Un cono di luce proveniente da una fonte nascosta alla vista illumina il tatuaggio “sofferto” dall’uomo il cui volto di profilo è lasciato invece in penombra. Il suo significato? Non chiedetelo.
Nella tradizione criminale siberiana tradurre in parole e spiegare il codice cifrato dei tatuaggi è ritenuto disonesto. Una vita scritta su un corpo non ha bisogno di parole. Pochi lo sanno leggere.
Le singole immagini assumono un diverso significato se messe in relazione fra loro e a seconda della parte del corpo che ricoprono. Si inizia a dodici anni. Schiena e petto sono istoriate per ultime dopo i cinquant’anni. I fatti che raccontano devono essere veri frammenti di vita: «Come si dice in Siberia, i tatuaggi bisogna “soffrirli”. Dopo aver vissuto qualcosa di particolare, lo si racconta tramite il tatuaggio come in una specie di diario.». Il tatuatore infatti è una sorta di sacerdote al quale ci si confessa.
Il ritratto fortemente evocatico è quello che compare sulla copertina del romanzo d’esordio di Nicolai Lilin, Educazione siberiana (Einaudi 2009, pp.349, Euro 20,00), da cui, a settembre, sarà tratto un film per la regia di Gabriele Salvatores.
Lilin, soprannominato Kolima, è un discendente degli Urca siberiani, i “criminali onesti”, leggendari e antichi guerrieri della Taiga, deportati negli anni ’30 del ‘900 da Stalin in Transnistria, regione al confine fra Moldavia e Ucraina, autoproclamatasi indipendente nel 1990 dopo la caduta del regine sovietico, ma non riconosciuta da nessuno stato.

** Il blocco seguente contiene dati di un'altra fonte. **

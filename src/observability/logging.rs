//! Structured logging.
//!
//! # Responsibilities
//! - Initialize logging subsystem
//! - Configure log level from config, overridable via `RUST_LOG`
//!
//! # Design Decisions
//! - Uses tracing crate for structured logging
//! - Safe to call more than once; later calls keep the first subscriber

use tracing_subscriber::{layer::SubscriberExt, util::SubscriberInitExt, EnvFilter};

use crate::config::ObservabilityConfig;

/// Install the global tracing subscriber.
///
/// Returns `false` if a subscriber was already installed.
pub fn init_logging(config: &ObservabilityConfig) -> bool {
    let filter = EnvFilter::try_from_default_env()
        .unwrap_or_else(|_| EnvFilter::new(format!("breaker_guard={}", config.log_level)));

    tracing_subscriber::registry()
        .with(filter)
        .with(tracing_subscriber::fmt::layer())
        .try_init()
        .is_ok()
}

È qui che Lilin è nato nel febbraio del 1980 ed è stato svezzato con i valori della comunità criminale siberiana dai “nonni”, ossia le massime autorità del mondo crudo, gelido, spigoloso e a noi ignoto degli Urca.
“Educazione siberiana” erano detti i ragazzi del quartiere Fiume Basso della città di Bender, di cui scopriamo, a mano a mano che la narrazione avanza e l’ottica dell’adolescente Nicolai si allarga, il crogiolo multietnico: russi, ucraini, siberiani, armeni, georgiani ed ebrei.

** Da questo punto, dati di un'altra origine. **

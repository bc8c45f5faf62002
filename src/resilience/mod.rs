//! Resilience subsystem.
//!
//! # Data Flow
//! ```text
//! Call to a dependency:
//!     → gateway.rs (validate name/operation, resolve breaker)
//!     → registry.rs (one breaker per name, created on first use)
//!     → circuit_breaker.rs (admit / reject / probe, then account the outcome)
//!         → window.rs (trailing failure rate, probe-cycle decision, status flag)
//!         → tickets.rs (bound concurrent probes)
//! ```
//!
//! # Design Decisions
//! - Breaker state is local to the process; nothing is persisted or shared
//! - Rejection is a control decision: reported to the fallback, not returned as an error
//! - Atomics for flags and counters, one worker thread per breaker for bucket updates

pub mod circuit_breaker;
pub mod clock;
pub mod error;
pub mod gateway;
pub mod registry;
pub mod status;
pub mod tickets;
pub mod window;

pub use circuit_breaker::{Admission, Breaker, BreakerSnapshot};
pub use clock::{Clock, ManualClock, SystemClock};
pub use error::{CallError, Fallback, FallbackCause, RejectReason, RejectedError};
pub use registry::Registry;
pub use status::Status;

La legge criminale siberiana predicava il disprezzo del denaro, considerato qualcosa di sporco, del comunismo e dell’America e il rispetto dei deboli, donne, bambini e disabili, i “Voluti da Dio”, persone sacre, messaggeri del Signore, di cui Lilin parla con grande empatia (vedi il capitolo intitolato Kjuša). Non rientravano fra gli esseri viventi da rispettare «i poliziotti, la gente legata al governo, i bancari, gli usurai e tutti coloro che avevano tra le mani il potere del denaro e sfruttavano persone semplici». Nella cultura criminale siberiana non si chiede mai qualcosa direttamente. Gli anziani hanno deposto le armi e allevano colombi. Esistono solenni riti come quello del čifrin, il tè molto forte dei fuorilegge, bevuto in un grande bicchiere di ferro o d’argento secondo un preciso rituale. Non si stupra, non si fanno estorsioni né si pratica l’usura. Si fanno traffici illeciti, rapine e omicidi ma solo motivati: «Nella comunità siberiana s’impara ad uccidere da piccoli. La nostra filosofia di vita ha un rapporto stretto con la morte, ai bambini viene insegnato che il rischio e la morte sono cose legate all’esistenza e quindi togliere la vita a qualcuno o morire è una cosa normale, se c’è un motivo valido». Per questo a sei anni, gli occhi del piccolo Nicolai si illuminano di meraviglia e gioia non di fronte a trenini o videogiochi, ma alla “picca”, la storica arma dei criminali siberiani, un coltello a scatto con una lama lunga e sottile legato a usanze e cerimonie, ricevuta in dono da una autorità appena uscita di galera. Le armi sono oggetti santi come le icone o la croce siberiana.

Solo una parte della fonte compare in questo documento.